Is Online Technology the Hope in Uncertain Times for Higher Education?

by
Anthony G. Picciano
Hunter College and Graduate Center, City University of New York, New York, NY 10017, USA
Educ. Sci. 2024, 14(5), 499; https://doi.org/10.3390/educsci14050499
Submission received: 17 April 2024 / Revised: 22 April 2024 / Accepted: 1 May 2024 / Published: 7 May 2024
Significant technological challenges are affecting societies across the world and online technology continues to assume a pivotal place in all organizations: commercial and non-commercial, governmental and non-governmental, and all forms of education. The reasons for this are threefold. First, the normal evolution of digital technology is highly competitive. Well-resourced global corporations such as Google, Amazon, Microsoft, Facebook, Baidu, Alibaba, and Tencent are investing billions of dollars in advanced technology such as AI and are continually developing new hardware and software products and services. These corporations are fully aware of their commanding positions and are committed to expanding and enhancing the role of technology in people’s lives. Second, the world is still feeling the impact of the COVID-19 pandemic, which pushed organizations toward greater reliance on online technology to keep their operations afloat. During the pandemic, higher education developed almost total dependency on online technology to safely deliver services to its students. Third, in 2022, the introduction of generative artificial intelligence (i.e., ChatGPT) forced society, including our education institutions, to determine how to integrate AI into its operations. All organizations are now dealing with AI-related critical issues, including rapidly changing job functions and employee displacement. The same is true in higher education, as colleges and universities continue to migrate to online technology to support instruction, academic services, and administrative efficiency.
Even before the onset of the pandemic in 2020 and the emergence of AI in 2023, higher education had already begun to shift to a more online environment, with some observers predicting significant upheaval.
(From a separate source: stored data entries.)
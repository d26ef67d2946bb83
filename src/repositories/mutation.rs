//! Mutation queue repository for database operations.

use std::collections::HashSet;

use anyhow::Result;
use sea_orm::{
    ActiveModelTrait, ActiveValue, ColumnTrait, ConnectionTrait, EntityTrait, PaginatorTrait,
    Iterable, QueryFilter, QueryOrder, QuerySelect,
};
use serde_json::Value;

use crate::entities::mutation::{self, MutationType};
use crate::kinds::EntityKind;

/// A mutation about to be enqueued.
#[derive(Clone, Debug, PartialEq)]
pub struct NewMutation {
    pub op: MutationType,
    pub kind: EntityKind,
    pub entity_id: String,
    pub user_id: String,
    pub data: Option<Value>,
}

/// Repository for mutation queue operations.
pub struct MutationRepository;

impl MutationRepository {
    /// Append a mutation. The queue assigns the id.
    pub async fn enqueue<C>(conn: &C, new: NewMutation, created_at: i64) -> Result<mutation::Model>
    where
        C: ConnectionTrait,
    {
        let model = mutation::ActiveModel {
            id: ActiveValue::NotSet,
            op: ActiveValue::Set(new.op),
            entity_kind: ActiveValue::Set(new.kind),
            entity_id: ActiveValue::Set(new.entity_id),
            user_id: ActiveValue::Set(new.user_id),
            data: ActiveValue::Set(new.data),
            created_at: ActiveValue::Set(created_at),
        };
        Ok(model.insert(conn).await?)
    }

    /// Get a user's mutations in replay order: enqueue time, then id.
    pub async fn get_for_user<C>(conn: &C, user_id: &str) -> Result<Vec<mutation::Model>>
    where
        C: ConnectionTrait,
    {
        Ok(mutation::Entity::find()
            .filter(mutation::Column::UserId.eq(user_id))
            .order_by_asc(mutation::Column::CreatedAt)
            .order_by_asc(mutation::Column::Id)
            .all(conn)
            .await?)
    }

    /// Get every queued mutation, in replay order.
    pub async fn get_all<C>(conn: &C) -> Result<Vec<mutation::Model>>
    where
        C: ConnectionTrait,
    {
        Ok(mutation::Entity::find()
            .order_by_asc(mutation::Column::CreatedAt)
            .order_by_asc(mutation::Column::Id)
            .all(conn)
            .await?)
    }

    /// Remove a mutation. Removing an id that is already gone is a no-op.
    pub async fn remove<C>(conn: &C, id: i64) -> Result<bool>
    where
        C: ConnectionTrait,
    {
        let result = mutation::Entity::delete_by_id(id).exec(conn).await?;
        Ok(result.rows_affected > 0)
    }

    /// Total number of queued mutations.
    pub async fn count<C>(conn: &C) -> Result<u64>
    where
        C: ConnectionTrait,
    {
        Ok(mutation::Entity::find().count(conn).await?)
    }

    /// Number of mutations queued by one user.
    pub async fn count_for_user<C>(conn: &C, user_id: &str) -> Result<u64>
    where
        C: ConnectionTrait,
    {
        Ok(mutation::Entity::find()
            .filter(mutation::Column::UserId.eq(user_id))
            .count(conn)
            .await?)
    }

    /// Number of mutations still queued for one record.
    pub async fn count_for_entity<C>(conn: &C, kind: EntityKind, entity_id: &str) -> Result<u64>
    where
        C: ConnectionTrait,
    {
        Ok(mutation::Entity::find()
            .filter(mutation::Column::EntityKind.eq(kind))
            .filter(mutation::Column::EntityId.eq(entity_id))
            .count(conn)
            .await?)
    }

    /// Ids of records of `kind` with a queued removal (DELETE or PURGE_TRASHED).
    pub async fn pending_removal_ids<C>(conn: &C, kind: EntityKind) -> Result<HashSet<String>>
    where
        C: ConnectionTrait,
    {
        let ids: Vec<String> = mutation::Entity::find()
            .select_only()
            .column(mutation::Column::EntityId)
            .filter(mutation::Column::EntityKind.eq(kind))
            .filter(mutation::Column::Op.is_in(MutationType::iter().filter(|op| op.removes())))
            .into_tuple()
            .all(conn)
            .await?;
        Ok(ids.into_iter().collect())
    }

    /// Drop every mutation belonging to a user.
    pub async fn delete_for_user<C>(conn: &C, user_id: &str) -> Result<u64>
    where
        C: ConnectionTrait,
    {
        let result = mutation::Entity::delete_many()
            .filter(mutation::Column::UserId.eq(user_id))
            .exec(conn)
            .await?;
        Ok(result.rows_affected)
    }
}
Joseph Aoun, President of Northeastern University and author of Robot Proof, Higher Education in the Age of Artificial Intelligence, acknowledged colleges and universities as among the fullest expressions of human culture ever evolved and perhaps the most effective institutions for intellectual advancement ever developed, but he went on to caution that if they fail to respond creatively and deliberately to the technological challenges that they face, “they will wither into irrelevance” [1].
Drew Faust, former President of Harvard University, in a message to the World Economic Forum, in 2015, described the following three major forces that will shape the future of higher education:
  • The influence of technology;
  • The changing shape of knowledge;
  • The attempt to define the value of education.
She went on to extol the facilities that digital technology and communications will provide for teaching, learning, and research. She foresaw great benefits in technology’s ability to reach masses of students around the globe and to easily utilize large databases for scaling up and assessment purposes. However, she also cautioned the following:
“So much of what humanity has achieved has been sparked and sustained by the research and teaching that take place every day at colleges and universities, sites of curiosity and creativity that nurture some of the finest aspirations of individuals and, in turn, improve their lives—and their livelihoods. As the landscape continues to change, we must be careful to protect the ideals at the heart of higher education, ideals that serve us all well as we work together to improve the world” [2].
In March 2024, I was on a panel entitled, “Navigating Generative AI in Higher Education: Implications for Pedagogy, Research, and Collective Bargaining”, during which I presented my views on how AI has entered societies across the world and immediately forced higher education to consider a myriad of pedagogical, policy, and ethical issues. Building on a foundation of nanotechnology and quantum computing, AI was combining with massive cloud computing, robotics, and biosensing/synthetic biology to evolve into a general man–machine interface model (see Figure 1), in which technology is infused in everything mankind does. These technologies are already visible, but in another decade they will mature, integrate, and realize their greatest impact.
The critical questions I raised in my discussion asked how educators will address and adapt to these new technologies.
In some cases, faculties may have to adjust to a tutor role, rather than develop their own content or pedagogical practices. There will be many more off-the-shelf courses developed at other colleges, universities, or commercial suppliers. While disruptive in some advanced societies, these practices could also lead to significant cost savings and expansion of higher-education opportunities in economically poorer countries. This will further accelerate a trend that commenced more than a decade ago.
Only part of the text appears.